It’s been a policy-free Saturday as Team Howard and Kevin07 meet-and-greet – Howard in his own seat of Bennelong at the Granny Smith Festival and Rudd in Melbourne’s Liberal seat of Latrobe.
Howard had a couple of senior’s moments, addressing the assembled throng as “Mr. Speaker” and bungling his one-handed apple juggling for the TV cameras. Rudd managed to get some more air time with his tax cuts for education slice of the tax cut plan.
The MSM are pretty happy to call Team Howard as the winner of the first week of the campaign. Rudd supporters are frustrated with Rudd’s continuing small-target wedge-free anti-politics strategy and left wondering what $34 billion might have been spent on besides tax cuts – the value of which will largely have been pissed up against the wall with the next round of petrol price and interest rate rises. Strategically, however, Kevin07 have effectively neutralised tax as an issue. Team Howard are accusing Kevin07 of stealing their tax plan, with Howard claiming there is only one tax plan – his. Aside from the inherent contradiction here, from a voter’s perspective it will make no difference who you vote for – you will get your tax cut. However, Kevin07’s contains more prospect for genuine long term reform with an eventual flat-tax rate across the board – every low-tax advocate’s wet dream.

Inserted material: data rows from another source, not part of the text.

//! Embedding provider seam and implementations.

use std::collections::hash_map::DefaultHasher;
use std::hash::{Hash, Hasher};
use std::time::Duration;

use async_trait::async_trait;
use serde::Deserialize;

use crate::error::ProviderError;

/// Dimensionality of the deterministic [`HashEmbedder`] vectors.
pub const HASH_EMBEDDING_DIMENSION: usize = 64;

/// Default HTTP timeout for embedding calls.
const REQUEST_TIMEOUT: Duration = Duration::from_secs(30);

/// Turns text batches into vectors. May fail transiently (rate limit,
/// timeout); the pipeline retries per stage policy.
#[async_trait]
pub trait EmbeddingProvider: Send + Sync {
    async fn embed(&self, texts: &[String]) -> Result<Vec<Vec<f32>>, ProviderError>;
}

// ---------------------------------------------------------------------------
// HTTP implementation
// ---------------------------------------------------------------------------

/// OpenAI-compatible `/embeddings` endpoint client.
pub struct HttpEmbedder {
    client: reqwest::Client,
    endpoint: String,
    model: String,
    api_key: Option<String>,
}

#[derive(Debug, Deserialize)]
struct EmbeddingResponse {
    data: Vec<EmbeddingDatum>,
}

#[derive(Debug, Deserialize)]
struct EmbeddingDatum {
    embedding: Vec<f32>,
}

impl HttpEmbedder {
    pub fn new(endpoint: String, model: String, api_key: Option<String>) -> Self {
        let client = reqwest::Client::builder()
            .timeout(REQUEST_TIMEOUT)
            .build()
            .unwrap_or_default();
        Self {
            client,
            endpoint,
            model,
            api_key,
        }
    }
}

#[async_trait]
impl EmbeddingProvider for HttpEmbedder {
    async fn embed(&self, texts: &[String]) -> Result<Vec<Vec<f32>>, ProviderError> {
        let mut request = self.client.post(&self.endpoint).json(&serde_json::json!({
            "model": self.model,
            "input": texts,
        }));
        if let Some(key) = &self.api_key {
            request = request.bearer_auth(key);
        }

        let response = request.send().await?.error_for_status()?;
        let body: EmbeddingResponse = response.json().await?;

        if body.data.len() != texts.len() {
            return Err(ProviderError::Permanent(format!(
                "embedding count mismatch: sent {}, received {}",
                texts.len(),
                body.data.len()
            )));
        }
        Ok(body.data.into_iter().map(|d| d.embedding).collect())
    }
}

// ---------------------------------------------------------------------------
// Deterministic local implementation
// ---------------------------------------------------------------------------

/// Deterministic token-hashing embedder.
///
/// Not a semantic model: tokens are hashed into a fixed number of
/// buckets and the vector is L2-normalized. Texts sharing vocabulary get
/// similar vectors, which is enough for local development and for
/// correlation tests that need stable geometry.
#[derive(Default)]
pub struct HashEmbedder;

impl HashEmbedder {
    pub fn new() -> Self {
        Self
    }

    fn embed_one(text: &str) -> Vec<f32> {
        let mut vector = vec![0.0f32; HASH_EMBEDDING_DIMENSION];
        for token in text.split_whitespace() {
            let mut hasher = DefaultHasher::new();
            token.to_lowercase().hash(&mut hasher);
            let bucket = (hasher.finish() as usize) % HASH_EMBEDDING_DIMENSION;
            vector[bucket] += 1.0;
        }
        let norm = vector.iter().map(|v| v * v).sum::<f32>().sqrt();
        if norm > 0.0 {
            for v in &mut vector {
                *v /= norm;
            }
        }
        vector
    }
}

#[async_trait]
impl EmbeddingProvider for HashEmbedder {
    async fn embed(&self, texts: &[String]) -> Result<Vec<Vec<f32>>, ProviderError> {
        Ok(texts.iter().map(|t| Self::embed_one(t)).collect())
    }
}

And so on to the debate. The main issue of interest, apart from The Worm, is whether Rudd will be bold enough to attempt any significant product differentiation or continue with the Howard-Lite strategy. Kevin07’s ‘we-shall-not-be-wedged’ strategy is likely to be safe and effective in the long run, given the MSM’s implicit support for the Howard as King of Politics narrative, but it gives no comfort or inspiration to those who believe politics should be about more than tax cuts and conservative fiscal posturing.
Neither side deserved a point for yesterday’s efforts, so I’ll defer to MSM sentiment and give it to Team Howard for keeping alive the dream.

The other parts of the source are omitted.